Here are my top tips for creating a children’s play areas that works for your kids:
- It should be a place that is bright, in terms of both natural light and décor. However, the best strategy is to keep the walls, ceilings, floor and window coverings relatively plain and restrict expression to; colourful rugs, accessories, pin boards for art and wall stickers that can be easily removed and replaced to change the look and feel of the room.
- Storage is important; toys should be accessible and cupboards should be at the right height and easy to use, otherwise children will attempt feats of extreme mountaineering to reach toys and games
- Toys used every day should be easily to hand and on open shelves.

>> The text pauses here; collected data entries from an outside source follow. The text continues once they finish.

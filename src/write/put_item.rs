use crate::{patch::CompileError, write};

use aws_sdk_dynamodb::{Client, error, operation, types};
use std::collections;

/// put item operation
#[derive(Debug, PartialEq)]
struct PutItemInput {
    item: collections::HashMap<String, types::AttributeValue>,
    write_operation: write::common::WriteInput,
}

/// Put item operation.
///
/// Writes the whole item, replacing any item stored under the same key.
///
/// ```rust,no_run
/// use aws_sdk_dynamodb::{Client, types::AttributeValue};
/// use dynamodb_item_patch::write;
/// use std::collections::HashMap;
///
/// # async fn example(client: &Client) -> Result<(), Box<dyn std::error::Error>> {
/// let put_item = write::put_item::PutItem {
///     item: HashMap::from([
///         ("itemId".to_string(), AttributeValue::S("1".to_string())),
///         ("name".to_string(), AttributeValue::S("Jo".to_string())),
///     ]),
///     write_args: write::common::WriteArgs {
///         table_name: "items".to_string(),
///         ..Default::default()
///     },
/// };
/// put_item.send(client).await?;
/// # Ok(())
/// # }
/// ```
#[derive(Debug, PartialEq)]
pub struct PutItem {
    /// The item to put into the table.
    pub item: collections::HashMap<String, types::AttributeValue>,
    /// Additional write operation arguments (table name, condition, return values).
    pub write_args: write::common::WriteArgs,
}

impl TryFrom<PutItem> for PutItemInput {
    type Error = CompileError;

    fn try_from(put_item: PutItem) -> Result<Self, Self::Error> {
        let write_operation: write::common::WriteInput = put_item.write_args.try_into()?;
        let operation = Self {
            item: put_item.item,
            write_operation,
        };
        Ok(operation)
    }
}

impl PutItem {
    /// Execute the put item operation.
    pub async fn send(
        self,
        client: &Client,
    ) -> Result<
        operation::put_item::PutItemOutput,
        error::SdkError<operation::put_item::PutItemError>,
    > {
        let put_item: PutItemInput = self.try_into().map_err(error::BuildError::other)?;
        let builder = client.put_item().set_item(Some(put_item.item));
        crate::apply_write_operation!(builder, put_item.write_operation)
            .send()
            .await
    }
}

#[cfg(test)]
mod tests {
    use super::*;

    use rstest::rstest;

    #[rstest]
    #[case::plain(
        PutItem {
            item: collections::HashMap::from(
                [(
                    "a".to_string(),
                    types::AttributeValue::S(
                        "b".to_string()
                    ),
                )]
            ),
            write_args: write::common::WriteArgs {
                table_name: "c".to_string(),
                ..Default::default()
            },
        },
        PutItemInput {
            item: collections::HashMap::from(
                [(
                    "a".to_string(),
                    types::AttributeValue::S(
                        "b".to_string()
                    ),
                )]
            ),
            write_operation: write::common::WriteInput {
                table_name: "c".to_string(),
                ..Default::default()
            },
        }
    )]
    #[case::return_old(
        PutItem {
            item: collections::HashMap::from(
                [(
                    "a".to_string(),
                    types::AttributeValue::N(
                        "1".to_string()
                    ),
                )]
            ),
            write_args: write::common::WriteArgs {
                return_values: Some(
                    types::ReturnValue::AllOld
                ),
                table_name: "e".to_string(),
                ..Default::default()
            },
        },
        PutItemInput {
            item: collections::HashMap::from(
                [(
                    "a".to_string(),
                    types::AttributeValue::N(
                        "1".to_string()
                    ),
                )]
            ),
            write_operation: write::common::WriteInput {
                return_values: Some(
                    types::ReturnValue::AllOld
                ),
                table_name: "e".to_string(),
                ..Default::default()
            },
        }
    )]
    fn test_put_item(#[case] args: PutItem, #[case] expected: PutItemInput) {
        let actual: PutItemInput = args.try_into().unwrap();
        assert_eq!(actual, expected);
    }
}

- Bins are a great way to store toys, with different coloured bins for each child so they always know where their toys are (and can help you tidy up)…
- A playroom should be a space where a child can read, draw and partake in imaginative play.
- Within the reading space consider accessible bookshelves, a comfortable seat and a good light.
- Within the artwork space, consider blank canvases such as a chalk board wall or a long art table.
(Image from Pottery Barn Kids)
| (Image from swiss-miss, by Shawn Soh)|
(Image from Fancyhouseroad)
(Image from Martha Stewart)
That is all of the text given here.